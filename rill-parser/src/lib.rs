// rill-parser - Lexer and parser for the Rill scripting language
// Copyright (c) 2025 Tom Waddington. MIT licensed.

//! Lexer and parser for Rill source code.
//!
//! Rill is a small newline-significant scripting language. This crate covers
//! the front half of its pipeline: source text to tokens ([`lexer`]) and
//! tokens to a span-annotated tree ([`parser`], [`ast`]). Compilation and
//! execution live in the `rill-vm` crate.
//!
//! ```
//! use rill_parser::Parser;
//!
//! let mut parser = Parser::from_source("func add($a, $b) { return $a + $b }");
//! let program = parser.parse_program();
//! assert!(parser.errors().is_empty());
//! assert_eq!(program.statements.len(), 1);
//! ```

pub mod ast;
pub mod lexer;
pub mod parser;
pub mod token;

pub use ast::Program;
pub use lexer::Lexer;
pub use parser::Parser;
pub use token::{Position, Span, Token, TokenKind};
// rill-embed - Embedding API tests
// Copyright (c) 2025 Tom Waddington. MIT licensed.

use std::cell::Cell;
use std::rc::Rc;

use rill_embed::{
    EmbedError, Engine, MarshalOptions, Value, from_value, to_value, to_value_options,
};

fn engine_with(src: &str) -> Engine {
    let mut engine = Engine::new();
    engine.load_source("inline", src).expect("load error");
    engine
}

#[test]
fn test_load_and_call() {
    let mut engine = engine_with("func add($a, $b) { return $a + $b }");
    let result = engine
        .call("add", &[to_value(2.0_f64), to_value(3.0_f64)])
        .unwrap();
    assert_eq!(from_value::<f64>(&result).unwrap(), 5.0);
}

#[test]
fn test_parse_errors_are_reported() {
    let mut engine = Engine::new();
    let err = engine
        .load_source("broken", "func f( { return 1 }")
        .expect_err("expected parse failure");
    let EmbedError::Parse(errors) = err else {
        panic!("expected parse error, got {err}");
    };
    assert!(!errors.is_empty());
    assert!(errors[0].contains(':'), "line:column prefix: {}", errors[0]);
}

#[test]
fn test_compile_errors_are_reported() {
    let mut engine = Engine::new();
    let err = engine
        .load_source("toplevel", "$x := 1")
        .expect_err("expected compile failure");
    assert!(matches!(err, EmbedError::Compile(_)), "{err}");
}

#[test]
fn test_multiple_source_units_accumulate() {
    let mut engine = engine_with("func one() { return 1 }");
    engine
        .load_source("more", "func two() { return 2 }")
        .unwrap();
    assert!(engine.has_function("one"));
    assert!(engine.has_function("two"));
    assert!(!engine.has_function("three"));
}

#[test]
fn test_define_global_and_marshaling() {
    let mut engine = engine_with("func total() { return prices[0] + prices[1] + bonus }");
    engine.define_global("prices", vec![10.0_f64, 20.0]);
    engine.define_global("bonus", 5.0_f64);
    let result = engine.call("total", &[]).unwrap();
    assert_eq!(from_value::<f64>(&result).unwrap(), 35.0);
}

#[test]
fn test_object_round_trip_through_script() {
    let mut engine = engine_with(
        "func tweak($o) { $o.count = $o.count + 1; return $o }",
    );
    let mut fields = indexmap::IndexMap::new();
    fields.insert("count".to_string(), 1.0_f64);
    fields.insert("label".to_string(), 0.0_f64);
    let result = engine.call("tweak", &[to_value(fields)]).unwrap();
    let back: indexmap::IndexMap<String, f64> = from_value(&result).unwrap();
    assert_eq!(back["count"], 2.0);
    let keys: Vec<&String> = back.keys().collect();
    assert_eq!(keys, vec!["count", "label"], "insertion order preserved");
}

#[test]
fn test_register_native() {
    let mut engine = Engine::new();
    engine.register_native("greet", |args| match args.first() {
        Some(Value::Str(name)) => Ok(Value::string(format!("Hello, {name}!"))),
        _ => Err("greet expects a string".to_string()),
    });
    engine
        .load_source("inline", "func hi() { return greet(\"world\") }")
        .unwrap();
    let result = engine.call("hi", &[]).unwrap();
    assert_eq!(from_value::<String>(&result).unwrap(), "Hello, world!");
}

#[test]
fn test_native_error_carries_script_context() {
    let mut engine = Engine::new();
    engine.register_native("fail", |_| Err("nope".to_string()));
    engine
        .load_source("inline", "func go() { return fail() }")
        .unwrap();
    let err = engine.call("go", &[]).expect_err("native error");
    let EmbedError::Runtime(runtime) = err else {
        panic!("expected runtime error");
    };
    assert_eq!(runtime.message, "nope");
    assert_eq!(runtime.cause.as_deref(), Some("nope"));
    assert_eq!(runtime.frame.function, "go");
    assert_eq!(runtime.frame.source, "inline");
}

#[test]
fn test_read_only_marshaling_blocks_script_mutation() {
    let mut engine = engine_with(
        "func check($o) { return readonly($o) }\n\
         func mutate($o) { $o[\"k\"] = 1; return null }",
    );
    let mut fields = indexmap::IndexMap::new();
    fields.insert("k".to_string(), 0.0_f64);
    let frozen = to_value_options(fields, MarshalOptions { read_only: true });

    let flag = engine.call("check", &[frozen.clone()]).unwrap();
    assert_eq!(flag, Value::Bool(true));

    let err = engine.call("mutate", &[frozen]).expect_err("frozen");
    let EmbedError::Runtime(runtime) = err else {
        panic!("expected runtime error");
    };
    assert_eq!(runtime.message, "cannot modify read-only value");
}

#[test]
fn test_error_results_surface_when_opted_in() {
    let mut engine = engine_with("func fail() { return error(\"denied\") }");

    // By default an error value is a normal result.
    let value = engine.call("fail", &[]).unwrap();
    assert_eq!(value, Value::error("denied"));

    engine.set_error_results_as_errors(true);
    let err = engine.call("fail", &[]).expect_err("opted in");
    let EmbedError::ErrorResult(message) = err else {
        panic!("expected error-result, got {err}");
    };
    assert_eq!(message, "denied");
}

#[test]
fn test_instruction_limit_round_trip() {
    let mut engine = engine_with("func spin() { while (true) {} }\nfunc ok() { return 1 }");
    engine.set_instruction_limit(100);
    let err = engine.call("spin", &[]).expect_err("limited");
    let EmbedError::Runtime(runtime) = err else {
        panic!("expected runtime error");
    };
    assert_eq!(runtime.message, "instruction limit exceeded");

    // The limit applies per call, not cumulatively.
    assert_eq!(engine.call("ok", &[]).unwrap(), Value::Number(1.0));
    engine.set_instruction_limit(0);
    assert_eq!(engine.call("ok", &[]).unwrap(), Value::Number(1.0));
}

#[test]
fn test_duplicate_is_independent() {
    let mut base = engine_with("func bump() { $n = $n + 1; return $n }");
    base.define_global("n", 0.0_f64);
    assert_eq!(base.call("bump", &[]).unwrap(), Value::Number(1.0));

    let mut dup = base.duplicate();
    assert_eq!(dup.call("bump", &[]).unwrap(), Value::Number(2.0));
    assert_eq!(dup.call("bump", &[]).unwrap(), Value::Number(3.0));
    assert_eq!(base.call("bump", &[]).unwrap(), Value::Number(2.0));
}

#[test]
fn test_trace_hook_via_engine() {
    let mut engine = engine_with("func f() { return 1 }");
    let count = Rc::new(Cell::new(0usize));
    {
        let count = Rc::clone(&count);
        engine.set_trace_hook(Some(Rc::new(move |_event: &rill_embed::TraceEvent| {
            count.set(count.get() + 1);
        })));
    }
    engine.call("f", &[]).unwrap();
    assert!(count.get() > 0);
}

#[test]
fn test_load_file() {
    let dir = std::env::temp_dir().join("rill-embed-test");
    std::fs::create_dir_all(&dir).unwrap();
    let path = dir.join("script.rill");
    std::fs::write(&path, "func main() { return 41 + 1 }").unwrap();

    let mut engine = Engine::new();
    engine.load_file(&path).unwrap();
    assert_eq!(engine.call("main", &[]).unwrap(), Value::Number(42.0));

    let missing = engine.load_file(dir.join("missing.rill"));
    assert!(matches!(missing, Err(EmbedError::Io { .. })));
}

#[test]
fn test_disassembly_lists_loaded_functions() {
    let engine = engine_with("func alpha() { return 1 }\nfunc beta() { return 2 }");
    let listing = engine.disassembly();
    assert!(listing.contains("== alpha "), "{listing}");
    assert!(listing.contains("== beta "), "{listing}");
    assert!(listing.contains("RETURN"), "{listing}");
}

#[test]
fn test_call_unknown_function() {
    let mut engine = Engine::new();
    let err = engine.call("ghost", &[]).expect_err("unknown");
    assert!(err.to_string().contains("global ghost not found"), "{err}");
}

## YOUR TASK
An exact transcription of the lines from the start of the listing through the line bearing "This crate covers" is the whole answer.

## OUTPUT OF THE EXERCISE
filename rill-parser/src/lib.rs
// rill-parser - Lexer and parser for the Rill scripting language
// Copyright (c) 2025 Tom Waddington. MIT licensed.

//! Lexer and parser for Rill source code.
//!
//! Rill is a small newline-significant scripting language. This crate covers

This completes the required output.